We see a little of Carver's life and business before he is evicting Nash (Andrew Garfield) from the family home where he lives with his mother and young son. Nash is a roofer, and in the 2008 of the film, the construction business has just collapsed, leaving him without a viable income. He and his family end up living in a motel after a horribly upsetting eviction. But he goes looking for Carver, believing some tools stolen, and instead, ends up working for him. Carver, impressed by his competence and initiative, promotes him rapidly, and soon it is Nash himself raking in money and evicting baffled families.

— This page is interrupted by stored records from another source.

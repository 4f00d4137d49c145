//! # Vault Manager
//!
//! The facade callers use. It owns the registry slot, the composer and the executor,
//! and exposes one method per vault operation. Each method snapshots the current
//! registry once, composes the instructions, and hands them to the executor in the
//! requested [`ExecutionMode`].
//!
//! There are no retries and no rollback: a failed step surfaces as a
//! [`ManagerError`] and the ledger is the source of truth for what happened.

use composer::InstructionComposer;
use configuration::ProgramIds;
use core_types::{ExecutionMode, Pubkey};
use executor::{Executor, LedgerExecutor};
use ledger_client::Ledger;
use loaders::ProtocolLoader;
use registry::AccountRegistry;
use solana_sdk::instruction::Instruction;
use solana_sdk::signature::{Keypair, Signature};
use std::sync::Arc;
use tokio::sync::RwLock;

pub mod error;

pub use composer::{BidOrder, CreateVaultArgs};
pub use error::ManagerError;
pub use executor::ExecutionOutcome;

pub struct VaultManager {
    ledger: Arc<dyn Ledger>,
    loaders: Vec<Arc<dyn ProtocolLoader>>,
    composer: InstructionComposer,
    executor: Arc<dyn Executor>,
    registry: RwLock<Option<Arc<AccountRegistry>>>,
}

impl VaultManager {
    pub fn new(
        ledger: Arc<dyn Ledger>,
        loaders: Vec<Arc<dyn ProtocolLoader>>,
        programs: ProgramIds,
    ) -> Self {
        let executor = Arc::new(LedgerExecutor::new(ledger.clone()));
        Self::with_executor(ledger, loaders, programs, executor)
    }

    /// Like [`VaultManager::new`] with a caller-supplied executor.
    pub fn with_executor(
        ledger: Arc<dyn Ledger>,
        loaders: Vec<Arc<dyn ProtocolLoader>>,
        programs: ProgramIds,
        executor: Arc<dyn Executor>,
    ) -> Self {
        Self {
            composer: InstructionComposer::new(ledger.clone(), programs),
            ledger,
            loaders,
            executor,
            registry: RwLock::new(None),
        }
    }

    pub fn programs(&self) -> &ProgramIds {
        self.composer.programs()
    }

    /// Runs every loader and installs the merged registry.
    ///
    /// Calling it again refreshes: a new registry is built and swapped in whole, so
    /// operations already in flight keep the snapshot they started with. On failure
    /// the previous registry stays in place.
    pub async fn preload(&self) -> Result<Arc<AccountRegistry>, ManagerError> {
        let registry = Arc::new(AccountRegistry::preload(&self.loaders).await?);
        *self.registry.write().await = Some(registry.clone());
        Ok(registry)
    }

    /// The current registry snapshot.
    pub async fn registry(&self) -> Result<Arc<AccountRegistry>, ManagerError> {
        self.registry
            .read()
            .await
            .clone()
            .ok_or(ManagerError::RegistryNotLoaded)
    }

    /// Address of the vault `authority` would create over `reserve`.
    pub fn vault_address(&self, reserve: &Pubkey, authority: &Pubkey) -> Pubkey {
        composer::pda::vault_address(&self.programs().vault, reserve, authority).0
    }

    async fn run(
        &self,
        operation: &'static str,
        instructions: Vec<Instruction>,
        signers: &[&Keypair],
        mode: ExecutionMode,
    ) -> Result<ExecutionOutcome, ManagerError> {
        let outcome = self.executor.execute(instructions, signers, mode).await?;
        tracing::info!(
            operation,
            ?mode,
            succeeded = outcome.simulation().succeeded(),
            committed = outcome.is_committed(),
            "Vault operation finished"
        );
        Ok(outcome)
    }

    pub async fn create_vault(
        &self,
        args: CreateVaultArgs,
        signers: &[&Keypair],
        mode: ExecutionMode,
    ) -> Result<ExecutionOutcome, ManagerError> {
        let registry = self.registry().await?;
        let authority = composer::operator(signers)?;
        let ixs = self.composer.create_vault(&registry, &authority, &args)?;
        self.run("create_vault", ixs, signers, mode).await
    }

    pub async fn deposit(
        &self,
        vault: &Pubkey,
        amount: u64,
        signers: &[&Keypair],
        mode: ExecutionMode,
    ) -> Result<ExecutionOutcome, ManagerError> {
        let registry = self.registry().await?;
        let user = composer::operator(signers)?;
        let ixs = self.composer.deposit(&registry, vault, &user, amount).await?;
        self.run("deposit", ixs, signers, mode).await
    }

    pub async fn withdraw(
        &self,
        vault: &Pubkey,
        shares: u64,
        signers: &[&Keypair],
        mode: ExecutionMode,
    ) -> Result<ExecutionOutcome, ManagerError> {
        let registry = self.registry().await?;
        let user = composer::operator(signers)?;
        let ixs = self.composer.withdraw(&registry, vault, &user, shares).await?;
        self.run("withdraw", ixs, signers, mode).await
    }

    pub async fn init_open_orders(
        &self,
        vault: &Pubkey,
        market: &Pubkey,
        signers: &[&Keypair],
        mode: ExecutionMode,
    ) -> Result<ExecutionOutcome, ManagerError> {
        let registry = self.registry().await?;
        let authority = composer::operator(signers)?;
        let ixs = self
            .composer
            .init_open_orders(&registry, vault, &authority, market)
            .await?;
        self.run("init_open_orders", ixs, signers, mode).await
    }

    pub async fn harvest_yield(
        &self,
        vault: &Pubkey,
        signers: &[&Keypair],
        mode: ExecutionMode,
    ) -> Result<ExecutionOutcome, ManagerError> {
        let registry = self.registry().await?;
        let authority = composer::operator(signers)?;
        let ixs = self.composer.harvest_yield(&registry, vault, &authority).await?;
        self.run("harvest_yield", ixs, signers, mode).await
    }

    pub async fn reinvest_lending(
        &self,
        vault: &Pubkey,
        signers: &[&Keypair],
        mode: ExecutionMode,
    ) -> Result<ExecutionOutcome, ManagerError> {
        let registry = self.registry().await?;
        let authority = composer::operator(signers)?;
        let ixs = self
            .composer
            .reinvest_lending(&registry, vault, &authority)
            .await?;
        self.run("reinvest_lending", ixs, signers, mode).await
    }

    pub async fn reinvest_options(
        &self,
        vault: &Pubkey,
        amount: u64,
        signers: &[&Keypair],
        mode: ExecutionMode,
    ) -> Result<ExecutionOutcome, ManagerError> {
        let registry = self.registry().await?;
        let authority = composer::operator(signers)?;
        let ixs = self
            .composer
            .reinvest_options(&registry, vault, &authority, amount)
            .await?;
        self.run("reinvest_options", ixs, signers, mode).await
    }

    pub async fn place_bid(
        &self,
        vault: &Pubkey,
        order: BidOrder,
        signers: &[&Keypair],
        mode: ExecutionMode,
    ) -> Result<ExecutionOutcome, ManagerError> {
        let registry = self.registry().await?;
        let authority = composer::operator(signers)?;
        let ixs = self
            .composer
            .place_bid(&registry, vault, &authority, &order)
            .await?;
        self.run("place_bid", ixs, signers, mode).await
    }

    pub async fn redeem_options(
        &self,
        vault: &Pubkey,
        amount: u64,
        signers: &[&Keypair],
        mode: ExecutionMode,
    ) -> Result<ExecutionOutcome, ManagerError> {
        let registry = self.registry().await?;
        let authority = composer::operator(signers)?;
        let ixs = self
            .composer
            .redeem_options(&registry, vault, &authority, amount)
            .await?;
        self.run("redeem_options", ixs, signers, mode).await
    }

    pub async fn swap_to_underlying(
        &self,
        vault: &Pubkey,
        amount: u64,
        signers: &[&Keypair],
        mode: ExecutionMode,
    ) -> Result<ExecutionOutcome, ManagerError> {
        // Needs no registry accounts, but operations stay gated on a preload.
        self.registry().await?;
        let authority = composer::operator(signers)?;
        let ixs = self
            .composer
            .swap_to_underlying(vault, &authority, amount)
            .await?;
        self.run("swap_to_underlying", ixs, signers, mode).await
    }

    pub async fn swap_to_usdc(
        &self,
        vault: &Pubkey,
        amount: u64,
        signers: &[&Keypair],
        mode: ExecutionMode,
    ) -> Result<ExecutionOutcome, ManagerError> {
        let registry = self.registry().await?;
        let authority = composer::operator(signers)?;
        let ixs = self
            .composer
            .swap_to_usdc(&registry, vault, &authority, amount)
            .await?;
        self.run("swap_to_usdc", ixs, signers, mode).await
    }

    /// Requests test funds from the cluster's faucet. Test clusters only.
    pub async fn request_test_funds(
        &self,
        recipient: &Pubkey,
        lamports: u64,
    ) -> Result<Signature, ManagerError> {
        let signature = self.ledger.request_test_funds(recipient, lamports).await?;
        tracing::info!(%recipient, lamports, %signature, "Test funds requested");
        Ok(signature)
    }
}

So 99 Homes is a deal-with-the-devil story, focused intently and fascinatingly on real estate chicanery in the world after the financial collapse of 2008. We see the details of the scams Carver and Nash run, and hear many of Carver's justifications. But Bahrani - a director whose films have always examined the reality of the American dream - ensures that we don't miss the other side of the equation. From the raw agony of Nash's mother and son when they lose their home, to the pitiful state of an elderly widower with nowhere to go and no family to call, this film is furiously moving about the human cost of the situation and furiously angry about the reasons for it.
The dread that settles in the opening scene does come to a head, but before that we get the spectacle of a terrific Garfield and a monstrous Shannon battling for the soul of the film. Both excel, and Bahrani's character doesn't miss a nuance. He is a director building a strong and undervalued body of work, and this may well be his best film yet.